King Charles' new portrait vandalised by animal rights protestors as they demand action

King Charles' new portrait vandalised by animal rights protestors as they demand action

A recent portrait of King Charles which raised eyebrows due to it's striking red colour has been defaced by two eco-activists from the group Animal Rising.

The protestors vandalised the boldly coloured artwork at London's Philip Mould Gallery, using stickers to reshape the monarch's face in the style of Wallace from Aardman Animations popular claymation series 'Wallace and Gromit'.

Alongside this unorthodox transformation was a speech bubble decrying animal cruelty on farms accredited by the RSPCA: "No Cheese, Gromit. Look At All This Cruelty On RSPCA Farms! "

Animal Rising said its protest was to raise awareness of the reported abuses at 45 RSPCA Assured farms, the Express reports.

These activists have publicly urged the King, a known fan of Wallace and Gromit, to end his support for the charitable organisation due to these allegations.

Animal rising have vandalised a portrait of King Charles
Members of the Animal Rising group called for the King to take action against 45 reports of abuse at RSPCA Assured farms as they vandalised the portrait with Wallace and Gromit stickers -Credit:Animal Rising

Their actions were described as playful but carried a serious message by Daniel Juniper, a former Early Years Practitioner who participated in the stunt.

Juniper stated: "With King Charles being such a big fan of Wallace and Gromit, we couldn't think of a better way to draw his attention to the horrific scenes on RSPCA Assured farms! "

Juniper also appealed directly to the monarch: "Even though we hope this is amusing to His Majesty, we also call on him to seriously reconsider if he wants to be associated with the awful suffering across farms being endorsed by the RSPCA."

The contentious painting of King Charles, by acclaimed contemporary artist Jonathan Yeo, had only been unveiled last month before it became the target of this demonstrative defacement.

Chris Packham, President of the RSPCA, has urged the charity to suspend the scheme and adopt a stronger stance to safeguard animals.

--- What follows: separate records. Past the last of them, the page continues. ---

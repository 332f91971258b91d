//! Taxonomy documents: flat category records turned into category trees.
//!
//! A document lists contexts and categories; hierarchy comes from each
//! record's `parent`:
//!
//! ```toml
//! [[contexts]]
//! id = "news"
//! name = "News"
//!
//! [[categories]]
//! id = "root"
//! name = "All news"
//! context = "news"
//!
//! [[categories]]
//! id = "sports"
//! name = "Sports"
//! context = "news"
//! parent = "root"
//! position = 1
//! ```

use std::collections::{HashMap, HashSet};
use std::path::Path;

use figment::{
    providers::{Format, Json, Toml},
    Figment,
};
use serde::{Deserialize, Serialize};

use super::CategoryRepository;
use crate::config::ConfigError;
use crate::error::AppError;
use crate::models::{Category, CategoryId, Context};

/// Serialized form of a taxonomy.
#[derive(Debug, Clone, Default, Serialize, Deserialize)]
pub struct TaxonomyDocument {
    #[serde(default)]
    pub contexts: Vec<Context>,
    #[serde(default)]
    pub categories: Vec<CategoryRecord>,
}

/// One category row, parent referenced by id.
#[derive(Debug, Clone, Serialize, Deserialize)]
pub struct CategoryRecord {
    pub id: CategoryId,
    pub name: String,
    /// Context id.
    pub context: String,
    #[serde(default)]
    pub parent: Option<CategoryId>,
    #[serde(default)]
    pub position: i32,
    #[serde(default)]
    pub description: Option<String>,
    #[serde(default = "enabled_by_default")]
    pub enabled: bool,
}

fn enabled_by_default() -> bool {
    true
}

impl TaxonomyDocument {
    /// Read a document from disk. `.json` files are parsed as JSON, anything
    /// else as TOML.
    pub fn from_path(path: impl AsRef<Path>) -> Result<Self, AppError> {
        let path = path.as_ref();
        let content = std::fs::read_to_string(path).map_err(|source| AppError::Io {
            path: path.to_path_buf(),
            source,
        })?;

        let is_json = path
            .extension()
            .is_some_and(|ext| ext.eq_ignore_ascii_case("json"));
        let parsed = if is_json {
            Self::from_json_str(&content)
        } else {
            Self::from_toml_str(&content)
        };

        parsed.map_err(|source| AppError::TaxonomyFormat {
            path: path.to_path_buf(),
            source,
        })
    }

    pub fn from_toml_str(content: &str) -> Result<Self, ConfigError> {
        Ok(Figment::from(Toml::string(content)).extract()?)
    }

    pub fn from_json_str(content: &str) -> Result<Self, ConfigError> {
        Ok(Figment::from(Json::string(content)).extract()?)
    }

    /// Build category trees and wrap them in a repository.
    ///
    /// Fails on duplicate ids, unknown parents, parents in another context
    /// and parent cycles.
    pub fn build(self) -> Result<CategoryRepository, AppError> {
        let mut contexts = self.contexts;
        let mut seen_contexts: HashSet<String> = contexts.iter().map(|c| c.id.clone()).collect();
        for record in &self.categories {
            if seen_contexts.insert(record.context.clone()) {
                contexts.push(Context::new(record.context.clone()));
            }
        }
        let context_by_id: HashMap<&str, &Context> =
            contexts.iter().map(|c| (c.id.as_str(), c)).collect();

        let mut by_id: HashMap<&CategoryId, &CategoryRecord> = HashMap::new();
        for record in &self.categories {
            if by_id.insert(&record.id, record).is_some() {
                return Err(AppError::InvalidTaxonomy(format!(
                    "duplicate category id '{}'",
                    record.id
                )));
            }
        }

        // Children per parent, file order; sorted by position below (stable).
        let mut children: HashMap<&CategoryId, Vec<&CategoryRecord>> = HashMap::new();
        let mut roots: Vec<&CategoryRecord> = Vec::new();
        for record in &self.categories {
            match &record.parent {
                None => roots.push(record),
                Some(parent_id) => {
                    let parent = by_id.get(parent_id).ok_or_else(|| {
                        AppError::InvalidTaxonomy(format!(
                            "category '{}' references unknown parent '{}'",
                            record.id, parent_id
                        ))
                    })?;
                    if parent.context != record.context {
                        return Err(AppError::InvalidTaxonomy(format!(
                            "category '{}' (context '{}') has parent '{}' in context '{}'",
                            record.id, record.context, parent_id, parent.context
                        )));
                    }
                    children.entry(parent_id).or_default().push(record);
                }
            }
        }
        for siblings in children.values_mut() {
            siblings.sort_by_key(|r| r.position);
        }

        let builder = TreeBuilder {
            contexts: &context_by_id,
            children: &children,
        };
        let trees = roots
            .iter()
            .map(|record| builder.build(record))
            .collect::<Result<Vec<_>, _>>()?;

        // Records never reached from a root sit on a parent cycle.
        let reachable: usize = trees.iter().map(Category::subtree_len).sum();
        if reachable != self.categories.len() {
            let mut reached = HashSet::new();
            for tree in &trees {
                collect_ids(tree, &mut reached);
            }
            let stranded = self
                .categories
                .iter()
                .find(|r| !reached.contains(&r.id))
                .map(|r| r.id.to_string())
                .unwrap_or_default();
            return Err(AppError::InvalidTaxonomy(format!(
                "category '{}' is part of a parent cycle",
                stranded
            )));
        }

        tracing::debug!(
            contexts = contexts.len(),
            categories = reachable,
            roots = trees.len(),
            "Built taxonomy"
        );

        Ok(CategoryRepository::new(contexts, trees))
    }
}

struct TreeBuilder<'a> {
    contexts: &'a HashMap<&'a str, &'a Context>,
    children: &'a HashMap<&'a CategoryId, Vec<&'a CategoryRecord>>,
}

impl TreeBuilder<'_> {
    fn build(&self, record: &CategoryRecord) -> Result<Category, AppError> {
        let context = self
            .contexts
            .get(record.context.as_str())
            .map(|c| (*c).clone())
            .ok_or_else(|| {
                AppError::InvalidTaxonomy(format!("unknown context '{}'", record.context))
            })?;

        let children = self
            .children
            .get(&record.id)
            .map(|records| {
                records
                    .iter()
                    .map(|r| self.build(r))
                    .collect::<Result<Vec<_>, _>>()
            })
            .transpose()?
            .unwrap_or_default();

        Ok(Category {
            id: record.id.clone(),
            name: record.name.clone(),
            context,
            description: record.description.clone(),
            enabled: record.enabled,
            position: record.position,
            children: Some(children),
        })
    }
}

fn collect_ids(category: &Category, into: &mut HashSet<CategoryId>) {
    into.insert(category.id.clone());
    for child in category.children().unwrap_or_default() {
        collect_ids(child, into);
    }
}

The King's portrait which was unveiled last month was created by contemporary artist Jonathan Yeo -Credit:Getty
The King's portrait which was unveiled last month was created by contemporary artist Jonathan Yeo -Credit:Getty

He said: "Charles has made it clear he is sensitive to the suffering of animals in UK farms; now is the perfect time for him to step up and call on the RSPCA to drop the Assured Scheme and tell the truth about animal farming."

A report, unveiled by Animal Rising on Sunday, includes investigations from 45 farms throughout the UK - encompassing chickens, pigs, salmon, and trout.

The farms were chosen at random, with investigators uncovering cruelty and suffering at each one. The scenes depict dead and dying chicks, deceased pigs left in farm walkways, and salmon being devoured alive by sea lice.

The report outlines an alleged 280 legal violations and 94 breaches of DEFRA regulations, with Animal Rising urging the RSPCA to abandon the scheme.

Orla Coghlan, Former Children's Nurse and spokesperson for Animal Rising stated: "Just as Feathers McGraw fooled Wallace into a bank heist, the RSPCA has been fooling the British public into thinking their factory farms are - in any way - an acceptable place for animals to live.

"It's clear from the scenes across 45 RSPCA Assured farms that there's no kind way to farm animals."